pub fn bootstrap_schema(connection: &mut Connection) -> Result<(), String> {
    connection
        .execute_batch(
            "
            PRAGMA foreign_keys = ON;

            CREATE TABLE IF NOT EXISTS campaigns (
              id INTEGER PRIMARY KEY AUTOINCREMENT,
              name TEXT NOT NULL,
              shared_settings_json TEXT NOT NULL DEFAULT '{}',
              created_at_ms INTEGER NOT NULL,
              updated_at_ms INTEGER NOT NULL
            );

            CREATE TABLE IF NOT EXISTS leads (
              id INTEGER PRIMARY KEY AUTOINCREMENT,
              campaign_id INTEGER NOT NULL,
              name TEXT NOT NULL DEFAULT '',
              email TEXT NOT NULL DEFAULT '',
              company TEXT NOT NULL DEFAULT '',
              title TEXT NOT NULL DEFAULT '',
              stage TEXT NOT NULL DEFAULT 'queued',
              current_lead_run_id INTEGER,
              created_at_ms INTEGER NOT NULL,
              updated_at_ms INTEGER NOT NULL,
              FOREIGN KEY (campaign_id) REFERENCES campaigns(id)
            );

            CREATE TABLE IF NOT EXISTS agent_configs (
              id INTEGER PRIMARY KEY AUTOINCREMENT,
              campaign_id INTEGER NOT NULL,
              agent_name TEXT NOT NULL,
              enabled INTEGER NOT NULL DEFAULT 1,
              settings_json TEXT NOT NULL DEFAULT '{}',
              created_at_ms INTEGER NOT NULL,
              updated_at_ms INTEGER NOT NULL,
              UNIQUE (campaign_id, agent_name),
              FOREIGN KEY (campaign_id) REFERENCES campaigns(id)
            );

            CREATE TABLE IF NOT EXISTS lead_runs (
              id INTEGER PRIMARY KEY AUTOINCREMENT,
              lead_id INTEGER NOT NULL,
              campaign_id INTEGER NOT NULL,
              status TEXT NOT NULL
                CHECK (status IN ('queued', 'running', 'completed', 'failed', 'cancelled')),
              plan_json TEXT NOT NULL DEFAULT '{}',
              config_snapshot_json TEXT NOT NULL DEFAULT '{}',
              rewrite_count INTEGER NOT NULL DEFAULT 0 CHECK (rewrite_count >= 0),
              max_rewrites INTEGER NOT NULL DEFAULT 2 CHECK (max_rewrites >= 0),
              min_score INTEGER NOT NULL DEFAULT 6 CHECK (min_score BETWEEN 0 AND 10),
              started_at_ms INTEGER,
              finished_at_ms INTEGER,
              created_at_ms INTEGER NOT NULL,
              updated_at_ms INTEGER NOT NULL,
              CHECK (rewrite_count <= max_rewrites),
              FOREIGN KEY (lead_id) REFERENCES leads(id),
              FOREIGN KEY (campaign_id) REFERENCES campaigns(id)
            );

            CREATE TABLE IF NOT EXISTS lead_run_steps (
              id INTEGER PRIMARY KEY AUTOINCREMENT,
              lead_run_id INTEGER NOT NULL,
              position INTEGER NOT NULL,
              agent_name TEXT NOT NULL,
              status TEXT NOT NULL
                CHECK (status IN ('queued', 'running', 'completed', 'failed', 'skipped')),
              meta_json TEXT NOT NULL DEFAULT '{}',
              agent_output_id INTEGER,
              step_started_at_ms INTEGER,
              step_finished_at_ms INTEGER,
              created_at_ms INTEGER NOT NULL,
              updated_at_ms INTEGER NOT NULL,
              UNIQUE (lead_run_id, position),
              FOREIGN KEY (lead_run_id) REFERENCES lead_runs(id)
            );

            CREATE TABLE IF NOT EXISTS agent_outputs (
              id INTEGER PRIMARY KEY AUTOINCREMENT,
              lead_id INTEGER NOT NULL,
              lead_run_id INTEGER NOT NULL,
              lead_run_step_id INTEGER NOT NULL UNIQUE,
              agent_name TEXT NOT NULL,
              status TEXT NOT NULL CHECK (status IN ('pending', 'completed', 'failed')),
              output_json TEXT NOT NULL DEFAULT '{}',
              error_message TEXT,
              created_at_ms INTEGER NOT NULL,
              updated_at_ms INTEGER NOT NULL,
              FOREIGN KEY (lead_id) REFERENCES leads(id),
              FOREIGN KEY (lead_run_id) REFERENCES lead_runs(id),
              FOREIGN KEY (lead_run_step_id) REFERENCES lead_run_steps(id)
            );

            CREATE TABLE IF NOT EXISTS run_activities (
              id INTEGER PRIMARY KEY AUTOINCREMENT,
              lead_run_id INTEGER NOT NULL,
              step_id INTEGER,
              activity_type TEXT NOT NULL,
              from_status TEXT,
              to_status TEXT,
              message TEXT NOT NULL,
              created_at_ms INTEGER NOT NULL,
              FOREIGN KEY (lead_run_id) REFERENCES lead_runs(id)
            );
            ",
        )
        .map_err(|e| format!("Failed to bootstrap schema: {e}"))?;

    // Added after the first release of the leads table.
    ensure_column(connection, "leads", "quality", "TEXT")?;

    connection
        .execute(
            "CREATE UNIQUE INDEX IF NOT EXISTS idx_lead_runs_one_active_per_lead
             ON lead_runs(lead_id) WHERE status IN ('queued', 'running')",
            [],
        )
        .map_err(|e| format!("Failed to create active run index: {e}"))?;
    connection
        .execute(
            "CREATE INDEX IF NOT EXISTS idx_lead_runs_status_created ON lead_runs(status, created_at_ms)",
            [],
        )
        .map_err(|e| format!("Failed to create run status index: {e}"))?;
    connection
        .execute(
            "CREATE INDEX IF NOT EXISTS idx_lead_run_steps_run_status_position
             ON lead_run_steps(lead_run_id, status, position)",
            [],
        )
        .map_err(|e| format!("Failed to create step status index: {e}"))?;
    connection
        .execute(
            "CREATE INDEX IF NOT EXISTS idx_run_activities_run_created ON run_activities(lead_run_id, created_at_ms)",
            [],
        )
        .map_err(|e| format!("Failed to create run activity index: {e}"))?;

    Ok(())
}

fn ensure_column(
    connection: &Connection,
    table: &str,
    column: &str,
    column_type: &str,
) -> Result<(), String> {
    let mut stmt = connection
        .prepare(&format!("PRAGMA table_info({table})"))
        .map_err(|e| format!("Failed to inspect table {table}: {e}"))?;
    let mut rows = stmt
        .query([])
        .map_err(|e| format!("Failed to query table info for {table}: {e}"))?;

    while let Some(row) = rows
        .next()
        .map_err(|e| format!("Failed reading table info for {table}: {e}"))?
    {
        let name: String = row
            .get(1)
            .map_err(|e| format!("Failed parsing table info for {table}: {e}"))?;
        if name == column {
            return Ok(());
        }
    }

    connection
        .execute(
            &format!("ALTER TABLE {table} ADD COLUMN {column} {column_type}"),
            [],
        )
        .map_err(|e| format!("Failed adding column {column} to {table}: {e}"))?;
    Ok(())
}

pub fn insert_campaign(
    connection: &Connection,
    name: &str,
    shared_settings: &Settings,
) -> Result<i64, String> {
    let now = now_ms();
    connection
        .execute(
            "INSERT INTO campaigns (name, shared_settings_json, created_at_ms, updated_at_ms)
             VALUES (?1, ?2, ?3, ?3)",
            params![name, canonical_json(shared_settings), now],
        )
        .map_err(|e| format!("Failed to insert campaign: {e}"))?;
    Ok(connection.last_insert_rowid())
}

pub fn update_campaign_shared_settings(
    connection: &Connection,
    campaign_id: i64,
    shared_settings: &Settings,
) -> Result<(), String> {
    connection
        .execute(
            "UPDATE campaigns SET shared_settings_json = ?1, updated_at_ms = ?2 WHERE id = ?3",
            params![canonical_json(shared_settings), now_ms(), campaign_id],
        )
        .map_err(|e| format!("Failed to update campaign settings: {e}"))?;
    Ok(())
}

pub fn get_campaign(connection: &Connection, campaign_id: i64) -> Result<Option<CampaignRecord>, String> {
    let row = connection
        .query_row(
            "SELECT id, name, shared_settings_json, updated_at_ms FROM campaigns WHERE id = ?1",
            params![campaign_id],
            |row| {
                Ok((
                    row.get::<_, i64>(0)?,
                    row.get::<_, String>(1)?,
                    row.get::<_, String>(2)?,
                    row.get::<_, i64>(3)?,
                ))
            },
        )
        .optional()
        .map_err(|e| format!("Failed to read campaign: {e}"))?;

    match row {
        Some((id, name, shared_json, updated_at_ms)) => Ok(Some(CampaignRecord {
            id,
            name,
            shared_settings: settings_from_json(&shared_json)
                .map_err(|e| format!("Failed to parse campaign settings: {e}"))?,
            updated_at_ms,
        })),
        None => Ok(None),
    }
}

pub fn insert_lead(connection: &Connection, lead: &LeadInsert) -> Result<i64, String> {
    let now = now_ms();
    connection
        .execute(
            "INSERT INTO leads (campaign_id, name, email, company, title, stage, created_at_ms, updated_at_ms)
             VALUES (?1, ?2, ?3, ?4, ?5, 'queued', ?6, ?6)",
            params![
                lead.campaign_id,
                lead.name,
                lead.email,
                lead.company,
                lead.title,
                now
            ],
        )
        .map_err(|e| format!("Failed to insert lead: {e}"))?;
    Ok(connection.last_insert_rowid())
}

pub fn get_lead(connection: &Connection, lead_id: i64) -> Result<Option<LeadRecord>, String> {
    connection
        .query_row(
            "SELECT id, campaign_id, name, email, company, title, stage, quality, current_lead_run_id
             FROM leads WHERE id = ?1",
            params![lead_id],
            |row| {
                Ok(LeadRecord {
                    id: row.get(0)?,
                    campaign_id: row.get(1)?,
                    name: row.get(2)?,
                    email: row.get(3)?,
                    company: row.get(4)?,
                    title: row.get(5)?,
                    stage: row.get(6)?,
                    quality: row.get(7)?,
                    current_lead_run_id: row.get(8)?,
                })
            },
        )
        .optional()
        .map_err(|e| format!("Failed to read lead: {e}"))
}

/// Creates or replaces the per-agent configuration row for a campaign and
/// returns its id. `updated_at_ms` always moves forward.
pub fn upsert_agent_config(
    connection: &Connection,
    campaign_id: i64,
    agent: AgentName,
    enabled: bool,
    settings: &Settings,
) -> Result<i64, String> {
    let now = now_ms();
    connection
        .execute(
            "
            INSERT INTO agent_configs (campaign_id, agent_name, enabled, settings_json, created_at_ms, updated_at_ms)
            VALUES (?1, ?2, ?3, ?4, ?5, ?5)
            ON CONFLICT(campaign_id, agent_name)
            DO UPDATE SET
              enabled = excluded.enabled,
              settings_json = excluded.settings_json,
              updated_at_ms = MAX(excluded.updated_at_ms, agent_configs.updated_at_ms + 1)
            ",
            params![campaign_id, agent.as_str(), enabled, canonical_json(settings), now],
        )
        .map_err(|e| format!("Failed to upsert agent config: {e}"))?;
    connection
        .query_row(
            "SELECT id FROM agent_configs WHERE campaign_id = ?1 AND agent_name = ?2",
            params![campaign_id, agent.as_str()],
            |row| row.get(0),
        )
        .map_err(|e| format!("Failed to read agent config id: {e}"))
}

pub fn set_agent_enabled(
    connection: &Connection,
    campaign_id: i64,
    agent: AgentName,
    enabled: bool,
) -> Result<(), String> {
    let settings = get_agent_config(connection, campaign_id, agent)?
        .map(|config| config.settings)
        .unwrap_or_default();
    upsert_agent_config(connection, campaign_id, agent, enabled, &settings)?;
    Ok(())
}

**Prompt**
Report the number of lines in the listing above that hold the word "WHERE", and give no other text.

**Answer space**
5